For the same reason above you should use probably use a single encoding for all use cases, at which point, just using the ugly 8-4-4-4-12 will save you the most trouble.
aftbit 21 days ago [-]
Not sure why your comment was flagged. I also somewhat regret using base58 UUIDs, but with sufficient DB and app-side helpers, and sufficient discipline to always convert at the edges, it became tolerable. It was the only option I could come up with to retrofit short IDs onto a system designed with UUIDs where a project owner decided our URLs needed to be shorter and prettier late in the development process.
TranquilMarmot 21 days ago [-]
I don't think they're suggesting storing them in base32/58/64, but just having that be how they're presented to the user. We do this in some of our APIs- if the URL has an ID of a specific length we try to turn it into a full UUID first before passing it on to other code. In the postgres database, the ID column is still a UUID type.
layer8 21 days ago [-]
What’s wrong with the hex-and-dash representation? It’s the textual representation recommended by RFC 9562, and it’s immediately recognizable as a UUID.
There’s also a URN namespace defined for it, if an absolute URI is needed or if one wants to be more explicit:
urn:uuid:f81d4fae-7dec-11d0-a765-00a0c91e6bf6
aftbit 21 days ago [-]
It's too long. That's the only real problem with it. The same UUID in base58 would be:
Xe22UfxT3rxcKJEAfL5373
Which is 22 characters instead of 36.
layer8 21 days ago [-]
Too long with respect to what practical requirements? It’s still shorter than the usual hex representation of a full Git hash for example, and I don’t see calls to encode those as Base58. The dashes also make for a more readable structure.
sagarm 21 days ago [-]
You get long ugly URLs. The system in work on often has 4-5 of these IDs in the URL, making working with them -- like copying and pasting them, or even extracting the particular id you care about from the path -- cumbersome.

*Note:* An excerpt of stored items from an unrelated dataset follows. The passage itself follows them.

//! Result store shared between render sessions and the transport

use std::collections::HashMap;
use std::sync::{Arc, RwLock};
use std::time::Duration;

/// Concurrent map from request id to the hex-encoded image.
///
/// Cloning yields another handle to the same map. Writes for an id that is
/// already present overwrite it. Nothing is ever evicted by the store itself;
/// hosts that need bounded memory call `remove` or `clear`.
#[derive(Clone, Default)]
pub struct ResultStore {
    inner: Arc<RwLock<HashMap<String, String>>>,
}

impl ResultStore {
    pub fn new() -> Self {
        Self::default()
    }

    /// Publish `value` under `id`, replacing any earlier value
    pub fn set(&self, id: impl Into<String>, value: impl Into<String>) {
        let mut map = self.inner.write().unwrap_or_else(|e| e.into_inner());
        map.insert(id.into(), value.into());
    }

    pub fn get(&self, id: &str) -> Option<String> {
        let map = self.inner.read().unwrap_or_else(|e| e.into_inner());
        map.get(id).cloned()
    }

    pub fn contains(&self, id: &str) -> bool {
        let map = self.inner.read().unwrap_or_else(|e| e.into_inner());
        map.contains_key(id)
    }

    /// Take a result out of the store
    pub fn remove(&self, id: &str) -> Option<String> {
        let mut map = self.inner.write().unwrap_or_else(|e| e.into_inner());
        map.remove(id)
    }

    pub fn clear(&self) {
        let mut map = self.inner.write().unwrap_or_else(|e| e.into_inner());
        map.clear();
    }

    pub fn len(&self) -> usize {
        self.inner.read().unwrap_or_else(|e| e.into_inner()).len()
    }

    pub fn is_empty(&self) -> bool {
        self.len() == 0
    }

    /// Poll for `id` every `interval` until it appears or `timeout` elapses.
    ///
    /// Returns `None` on timeout. The store has no completion notification of
    /// its own; this is a convenience for transports that read results by id.
    pub async fn wait(&self, id: &str, interval: Duration, timeout: Duration) -> Option<String> {
        let deadline = tokio::time::Instant::now() + timeout;
        loop {
            if let Some(v) = self.get(id) {
                return Some(v);
            }
            if tokio::time::Instant::now() >= deadline {
                return None;
            }
            tokio::time::sleep(interval).await;
        }
    }
}

impl std::fmt::Debug for ResultStore {
    fn fmt(&self, f: &mut std::fmt::Formatter<'_>) -> std::fmt::Result {
        f.debug_struct("ResultStore").field("len", &self.len()).finish()
    }
}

TranquilMarmot 21 days ago [-]
+1 for this, UUIDs in URLs is such a pain. For the app we're working on we went with UUIDs and often have 4+ in the URL as well. So ugly and cumbersome.
Worst part is that you can't double-click on one to highlight the whole thing, you have to drag your cursor over it.
At a previous company, we worked _really_ hard to come up with a "4x4" ID system (i.e. a1b2-c3d4) because they'd often have to be read over the phone. Originally, we worried we'd run out of them but after 15+ years it seems like they're still going strong.
aftbit 21 days ago [-]
Here's some python code that implements what I discussed:
def decode_id(id):
if id is None:
return None
return str(uuid.UUID(bytes=base58.b58decode(id)))
def encode_id(id):
if id is None:
return None
if not isinstance(id, uuid.UUID):
id = uuid.UUID(hex=id)
return base58.b58encode(id.bytes)
def ensure_id(id):
if id is None:
return None
try:
return decode_id(id)
except Exception:
try:
encode_id(id)
except Exception:
return None
else:
return id
tttp 21 days ago [-]
we encoded the id with a base that removes most vowels (to avoid generating words, potentially offensive ones, and added a checksum to prevent copy paste mistakes
We had a Django project using ULIDs and it just caused headache after headache when interacting with Postgres, and we had all sorts of weird extensions to try to get it working that blocked a Django upgrade. I ended up ripping it all out and just using UUIDv7 everywhere, much more standard.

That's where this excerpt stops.